Foundation Models for Wireless Communications: From PHY Intelligence to Network Autonomy

Le Liang

Abstract

6G networks will introduce unprecedented complexity, which calls for a paradigm shift in network optimization and management. Artificial intelligence (AI)-based solutions, especially those enabled by the recently developed foundation models, have been recognized as promising candidates. Foundation models are large-scale AI models with general-purpose feature extraction capabilities, and once trained on massive amounts of data, they can be adapted to solve a wide range of downstream tasks, either...

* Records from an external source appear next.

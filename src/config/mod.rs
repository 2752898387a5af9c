//! Configuration module for Linkweave
//!
//! This module handles loading, parsing, and validating TOML configuration files.
//! Every section is optional, so an absent file behaves like `Config::default()`.
//!
//! # Example
//!
//! ```no_run
//! use linkweave::config::load_config;
//! use std::path::Path;
//!
//! let config = load_config(Path::new("linkweave.toml")).unwrap();
//! println!("Crawler will use max depth: {}", config.crawler.max_depth);
//! ```

mod parser;
mod types;
mod validation;

// Re-export types
pub use types::{
    Config, CrawlerConfig, FetchConfig, HistoryConfig, StrategyOrder, DEFAULT_RELAYS,
};

// Re-export parser functions
pub use parser::{compute_config_hash, load_config, load_config_with_hash, parse_config};
pub use validation::validate;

Submitted: June 5, 2026Subjects: Engineering; Chemical Engineering

Description / Details

6G networks will introduce unprecedented complexity, which calls for a paradigm shift in network optimization and management. Artificial intelligence (AI)-based solutions, especially those enabled by the recently developed foundation models, have been recognized as promising candidates. Foundation models are large-scale AI models with general-purpose feature extraction capabilities, and once trained on massive amounts of data, they can be adapted to solve a wide range of downstream tasks, either in a zero-shot manner or with few-shot fine-tuning. This article provides a comprehensive overview of how foundation models are reshaping physical-layer processing and wireless resource management across three progressive paradigms. First, we examine the adaptation of off-the-shelf pre-trained foundation models to various wireless tasks. Second, we explore wireless-native foundation models, built from scratch on wireless data to bridge cross-domain modality gaps and capture universal wireless-domain physical characteristics. Third, we highlight agentic foundation models, which elevate static data processing into autonomous, reasoning-driven network orchestration. Furthermore, we discuss the impact of applying foundation models to emerging 6G frontiers, including integrated sensing and communications (ISAC), new multiple-input multiple-output (MIMO) architectures, semantic communications, and system-level network autonomy. Finally, we identify critical open challenges and opportunities, charting a promising path toward fully intelligent and adaptive wireless networks.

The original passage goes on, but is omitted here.